The green bond market recently crossed the USD 600 billion in outstanding securities[1], but does that make green bonds a distinct asset class in itself? In the first article of this three-part series, we explain our view.

  • Correlations with other asset classes
  • An idiosyncratic risk-return profile?
  • Any characteristics that set green bonds aside?

Investors use asset class allocations to navigate around risk diversification and returns in a particular market environment. Allocations vary depending on an investor’s assessment of the environment now and in the future over different time horizons.

Exhibit 1: Annual green bond issuance volume (USD million)

Exhibit 1: Annual Green Bond Issuance Volume (USD million)

Source: Climate Bonds Initiative, BNP Paribas Asset Management, October 2019

Green bonds: Correlations and risk-return

However, there are no universally accepted criteria to define exactly what an asset class is. Yet, there are common principles that underpin classification methods.
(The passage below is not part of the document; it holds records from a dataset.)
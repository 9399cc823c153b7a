use chrono::NaiveDateTime;
use rust_decimal::Decimal;
use serde::{Deserialize, Serialize};

use super::availability::TimeInterval;
use super::service::VehicleType;

#[derive(Debug, Clone, Serialize, Deserialize)]
pub struct Booking {
    pub id: String,
    pub booking_number: String,
    pub customer_id: String,
    pub vehicle: VehicleSnapshot,
    pub line_items: Vec<LineItem>,
    pub resource: String,
    pub interval: TimeInterval,
    pub estimated_duration_minutes: u32,
    pub status: BookingStatus,
    pub priority: Priority,
    pub pricing: Pricing,
    pub payment: Payment,
    pub status_history: Vec<StatusChange>,
    pub notes: Option<String>,
    pub idempotency_key: Option<String>,
    pub rescheduled_from: Option<String>,
    pub completed_at: Option<NaiveDateTime>,
    pub cancelled_at: Option<NaiveDateTime>,
    pub cancelled_by: Option<String>,
    pub cancellation_reason: Option<String>,
    pub created_at: NaiveDateTime,
    pub updated_at: NaiveDateTime,
    /// Bumped by the store on every committed change.
    #[serde(default)]
    pub revision: u32,
}

#[derive(Debug, Clone, Copy, Serialize, Deserialize, PartialEq, Eq, Hash, PartialOrd, Ord)]
#[serde(rename_all = "snake_case")]
pub enum BookingStatus {
    Pending,
    Confirmed,
    InProgress,
    Completed,
    Cancelled,
    NoShow,
    Rescheduled,
}

impl BookingStatus {
    pub const ALL: [BookingStatus; 7] = [
        BookingStatus::Pending,
        BookingStatus::Confirmed,
        BookingStatus::InProgress,
        BookingStatus::Completed,
        BookingStatus::Cancelled,
        BookingStatus::NoShow,
        BookingStatus::Rescheduled,
    ];

    pub fn as_str(&self) -> &'static str {
        match self {
            BookingStatus::Pending => "pending",
            BookingStatus::Confirmed => "confirmed",
            BookingStatus::InProgress => "in_progress",
            BookingStatus::Completed => "completed",
            BookingStatus::Cancelled => "cancelled",
            BookingStatus::NoShow => "no_show",
            BookingStatus::Rescheduled => "rescheduled",
        }
    }

    pub fn parse(s: &str) -> Option<Self> {
        Self::ALL.into_iter().find(|status| status.as_str() == s)
    }

    /// Statuses that occupy calendar capacity.
    pub fn is_active(&self) -> bool {
        matches!(
            self,
            BookingStatus::Pending | BookingStatus::Confirmed | BookingStatus::InProgress
        )
    }

    pub fn is_modifiable(&self) -> bool {
        matches!(self, BookingStatus::Pending | BookingStatus::Confirmed)
    }
}

impl std::fmt::Display for BookingStatus {
    fn fmt(&self, f: &mut std::fmt::Formatter<'_>) -> std::fmt::Result {
        f.write_str(self.as_str())
    }
}

#[derive(Debug, Clone, Copy, Serialize, Deserialize, PartialEq, Eq, Default)]
#[serde(rename_all = "lowercase")]
pub enum Priority {
    Low,
    #[default]
    Normal,
    High,
    Emergency,
}

/// Vehicle details copied into the booking when it is made.
#[derive(Debug, Clone, Serialize, Deserialize, PartialEq)]
pub struct VehicleSnapshot {
    pub plate_number: String,
    pub make: Option<String>,
    pub model: Option<String>,
    pub year: Option<i32>,
    pub mileage: Option<u32>,
    pub vehicle_type: Option<VehicleType>,
}

/// One priced service on a booking. Prices are frozen at the time the line was resolved.
#[derive(Debug, Clone, Serialize, Deserialize, PartialEq)]
pub struct LineItem {
    pub service_id: String,
    pub service_name: String,
    pub quantity: u32,
    pub unit_price: Decimal,
    pub line_total: Decimal,
    /// Minutes this line adds to the booking: service duration times quantity.
    pub duration_minutes: u32,
}

#[derive(Debug, Clone, Serialize, Deserialize, PartialEq)]
pub struct Pricing {
    pub subtotal: Decimal,
    pub tax_rate: Decimal,
    pub tax_amount: Decimal,
    pub discount_amount: Decimal,
    pub total_amount: Decimal,
    pub currency: String,
}

#[derive(Debug, Clone, Copy, Serialize, Deserialize, PartialEq, Eq, Default)]
#[serde(rename_all = "lowercase")]
pub enum PaymentStatus {
    #[default]
    Pending,
    Paid,
    Refunded,
    Failed,
}

impl PaymentStatus {
    pub fn as_str(&self) -> &'static str {
        match self {
            PaymentStatus::Pending => "pending",
            PaymentStatus::Paid => "paid",
            PaymentStatus::Refunded => "refunded",
            PaymentStatus::Failed => "failed",
        }
    }
}

#[derive(Debug, Clone, Copy, Serialize, Deserialize, PartialEq, Eq)]
#[serde(rename_all = "snake_case")]
pub enum PaymentMethod {
    Cash,
    Card,
    BankTransfer,
    ApplePay,
    StcPay,
}

#[derive(Debug, Clone, Serialize, Deserialize, PartialEq, Default)]
pub struct Payment {
    pub status: PaymentStatus,
    pub method: Option<PaymentMethod>,
    pub transaction_id: Option<String>,
    pub paid_amount: Decimal,
    pub paid_at: Option<NaiveDateTime>,
    pub refund_amount: Decimal,
    pub refund_reason: Option<String>,
    pub refunded_at: Option<NaiveDateTime>,
}

/// Audit record of one status change.
#[derive(Debug, Clone, Serialize, Deserialize, PartialEq)]
pub struct StatusChange {
    /// `None` only for the entry written when the booking is created.
    pub previous_status: Option<BookingStatus>,
    pub status: BookingStatus,
    pub changed_at: NaiveDateTime,
    pub actor: String,
    pub reason: Option<String>,
}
  1. Different asset classes should not have high correlations. If two asset classes are highly correlated with each other, allocating to both classes will not mathematically diversify away portfolio risk.
  2. Within an asset class, securities should behave similarly in terms of risk and return characteristics. For example, for 10-year US non-financial corporate credits, a higher rated bond should have a lower coupon vis-à-vis a lower rated bond since higher credit risk will require a higher interest rate.

While investors will generally agree broadly on the two notions, how they actually interpret ‘high correlations’ and ‘similar risk and return characteristics’ can differ in real life.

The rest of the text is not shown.